My subject matter is a cinematic autobiography made from photos which were discarded by my family. I turned the flat, black and white or faded images into Technicolor, a medium which is associated with the heightened emotion of melodrama. Technicolor movies were the realm I escaped to during a sometimes difficult childhood.
Each day in the studio I created a cyan, magenta and yellow gouache painting, based on a single pencil sketch. At night I combined the individual paintings in a process similar to three-strip Technicolor. The next day, I would repaint the three layers and create another proof. I painted “blind” not knowing the final colors until the paintings were complete. I repeated this process until I was satisfied with the resulting color. To create the transparency of the campfire at the top of this page, I made 36 gouaches.

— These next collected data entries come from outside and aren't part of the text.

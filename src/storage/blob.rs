use super::{filter_names, BackendKind, StorageBackend};
use crate::constants;
use crate::error::StorageError;
use crate::id_range::IdRange;
use async_trait::async_trait;
use serde::{Deserialize, Serialize};
use sha2::{Digest, Sha256};
use std::collections::BTreeMap;
use std::io::ErrorKind;
use std::path::{Path, PathBuf};
use tokio::sync::Mutex;

#[derive(Debug, Clone, PartialEq, Eq, Serialize, Deserialize)]
struct CatalogEntry {
    digest: String,
    size: u64,
}

/// Name → blob mapping; a name appears at most once.
#[derive(Debug, Default, Serialize, Deserialize)]
struct Catalog {
    objects: BTreeMap<String, CatalogEntry>,
}

impl Catalog {
    fn references(&self, digest: &str) -> bool {
        self.objects.values().any(|entry| entry.digest == digest)
    }
}

/// Content-addressed blob store.
///
/// Contents live under `blobs/<sha256>` and are shared between names with
/// identical bytes; `catalog.json` maps object names to digests and is
/// rewritten atomically after every change.
pub struct BlobBackend {
    root: PathBuf,
    catalog: Mutex<Catalog>,
}

fn digest_hex(contents: &[u8]) -> String {
    let mut hasher = Sha256::new();
    hasher.update(contents);
    format!("{:x}", hasher.finalize())
}

impl BlobBackend {
    pub async fn open<P: AsRef<Path>>(root: P) -> Result<Self, StorageError> {
        let root = root.as_ref().to_path_buf();
        tokio::fs::create_dir_all(root.join(constants::BLOB_CONTENT_DIR)).await?;

        let catalog_path = root.join(constants::BLOB_CATALOG);
        let catalog = match tokio::fs::read(&catalog_path).await {
            Ok(data) => serde_json::from_slice(&data).map_err(|e| StorageError::Corrupt {
                name: catalog_path.display().to_string(),
                reason: e.to_string(),
            })?,
            Err(e) if e.kind() == ErrorKind::NotFound => Catalog::default(),
            Err(e) => return Err(e.into()),
        };

        Ok(Self {
            root,
            catalog: Mutex::new(catalog),
        })
    }

    fn blob_path(&self, digest: &str) -> PathBuf {
        self.root.join(constants::BLOB_CONTENT_DIR).join(digest)
    }

    async fn save_catalog(&self, catalog: &Catalog) -> Result<(), StorageError> {
        let catalog_path = self.root.join(constants::BLOB_CATALOG);
        let temp_path = catalog_path.with_extension("json.tmp");
        let json = serde_json::to_vec_pretty(catalog).map_err(std::io::Error::other)?;
        tokio::fs::write(&temp_path, json).await?;
        tokio::fs::rename(&temp_path, &catalog_path).await?;
        Ok(())
    }

    /// Drop a name from the catalog and its blob once nothing references it
    async fn unlink(&self, catalog: &mut Catalog, name: &str) -> Result<bool, StorageError> {
        let Some(entry) = catalog.objects.remove(name) else {
            return Ok(false);
        };
        if !catalog.references(&entry.digest) {
            match tokio::fs::remove_file(self.blob_path(&entry.digest)).await {
                Ok(()) => {}
                Err(e) if e.kind() == ErrorKind::NotFound => {}
                Err(e) => return Err(e.into()),
            }
        }
        Ok(true)
    }

    /// Number of distinct content blobs referenced by the catalog
    pub async fn blob_count(&self) -> usize {
        let catalog = self.catalog.lock().await;
        let mut digests: Vec<&str> = catalog.objects.values().map(|e| e.digest.as_str()).collect();
        digests.sort_unstable();
        digests.dedup();
        digests.len()
    }
}

#[async_trait]
impl StorageBackend for BlobBackend {
    fn kind(&self) -> BackendKind {
        BackendKind::Blob
    }

    fn location(&self) -> String {
        let root = self.root.canonicalize().unwrap_or_else(|_| self.root.clone());
        format!("blob:{}", root.display())
    }

    async fn store(&self, name: &str, contents: &[u8]) -> Result<(), StorageError> {
        let mut catalog = self.catalog.lock().await;
        self.unlink(&mut catalog, name).await?;

        let digest = digest_hex(contents);
        let blob_path = self.blob_path(&digest);
        if !tokio::fs::try_exists(&blob_path).await? {
            let temp_path = blob_path.with_extension("tmp");
            tokio::fs::write(&temp_path, contents).await?;
            tokio::fs::rename(&temp_path, &blob_path).await?;
        }

        catalog.objects.insert(
            name.to_string(),
            CatalogEntry {
                digest,
                size: contents.len() as u64,
            },
        );
        self.save_catalog(&catalog).await
    }

    async fn read(&self, name: &str) -> Result<Vec<u8>, StorageError> {
        let entry = {
            let catalog = self.catalog.lock().await;
            catalog
                .objects
                .get(name)
                .cloned()
                .ok_or_else(|| StorageError::NotFound(name.to_string()))?
        };

        let data = match tokio::fs::read(self.blob_path(&entry.digest)).await {
            Ok(data) => data,
            Err(e) if e.kind() == ErrorKind::NotFound => {
                return Err(StorageError::Corrupt {
                    name: name.to_string(),
                    reason: format!("blob {} is missing", entry.digest),
                });
            }
            Err(e) => return Err(e.into()),
        };

        if digest_hex(&data) != entry.digest {
            return Err(StorageError::Corrupt {
                name: name.to_string(),
                reason: "content digest mismatch".to_string(),
            });
        }
        Ok(data)
    }

    async fn exists(&self, name: &str, prefix_only: bool) -> Result<bool, StorageError> {
        let catalog = self.catalog.lock().await;
        if prefix_only {
            Ok(catalog
                .objects
                .range(name.to_string()..)
                .next()
                .is_some_and(|(key, _)| key.starts_with(name)))
        } else {
            Ok(catalog.objects.contains_key(name))
        }
    }

    async fn delete(&self, name: &str) -> Result<(), StorageError> {
        let mut catalog = self.catalog.lock().await;
        if self.unlink(&mut catalog, name).await? {
            self.save_catalog(&catalog).await?;
        }
        Ok(())
    }

    async fn list(&self, range: &IdRange) -> Result<Vec<String>, StorageError> {
        let catalog = self.catalog.lock().await;
        Ok(filter_names(catalog.objects.keys().cloned(), range))
    }
}

#[cfg(test)]
mod tests {
    use super::*;

    #[tokio::test]
    async fn test_replace_keeps_single_entry_and_collects_blob() {
        let dir = tempfile::tempdir().unwrap();
        let blob = BlobBackend::open(dir.path()).await.unwrap();

        blob.store("ntp00000001_a.pdf", b"first").await.unwrap();
        blob.store("ntp00000001_a.pdf", b"second").await.unwrap();

        assert_eq!(blob.list(&IdRange::All).await.unwrap(), vec!["ntp00000001_a.pdf"]);
        assert_eq!(blob.read("ntp00000001_a.pdf").await.unwrap(), b"second");
        assert_eq!(blob.blob_count().await, 1);
        assert!(!blob.blob_path(&digest_hex(b"first")).exists());
    }

    #[tokio::test]
    async fn test_shared_content_survives_single_delete() {
        let dir = tempfile::tempdir().unwrap();
        let blob = BlobBackend::open(dir.path()).await.unwrap();

        blob.store("ntp00000001_a.pdf", b"same").await.unwrap();
        blob.store("ntp00000002_a.pdf", b"same").await.unwrap();
        blob.delete("ntp00000001_a.pdf").await.unwrap();

        assert_eq!(blob.read("ntp00000002_a.pdf").await.unwrap(), b"same");
        assert!(blob.read("ntp00000001_a.pdf").await.unwrap_err().is_not_found());
    }

    #[tokio::test]
    async fn test_tampered_blob_is_corrupt() {
        let dir = tempfile::tempdir().unwrap();
        let blob = BlobBackend::open(dir.path()).await.unwrap();
        blob.store("ntp00000001_a.pdf", b"original").await.unwrap();

        std::fs::write(blob.blob_path(&digest_hex(b"original")), b"tampered").unwrap();
        assert!(matches!(
            blob.read("ntp00000001_a.pdf").await,
            Err(StorageError::Corrupt { .. })
        ));
    }

    #[tokio::test]
    async fn test_catalog_persists_and_prefix_lookup() {
        let dir = tempfile::tempdir().unwrap();
        {
            let blob = BlobBackend::open(dir.path()).await.unwrap();
            blob.store("ntp00000005_anexos-2.zip", b"zip").await.unwrap();
        }
        let blob = BlobBackend::open(dir.path()).await.unwrap();
        assert!(blob.exists("ntp00000005_anexos-2.", true).await.unwrap());
        assert!(!blob.exists("ntp00000005_anexos-1.", true).await.unwrap());
        assert!(blob.exists("ntp00000005_anexos-2.zip", false).await.unwrap());
    }
}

The following thumbnails show the creation of a single image. Each row is a day’s work. I painted “blind,” not knowing how colors would combine. After making a proof, I started the process over again with new paintings, the next day.
As part of an exhibition of the backlit transparencies, I included the 143 gouache paintings set up as a chronological timeline of my process. Each column represented a day in the studio. Notes, dates and proofs were visible; all mistakes, deadends and breakthroughs of my process were revealed.
Finished images from this series can be seen here.


It all began with a mistake, a “you got your chocolate in my peanut butter” moment. I accidentally combined separate blue, magenta and yellow paintings. Awestruck by the new image, I resolved to make a series based on this process.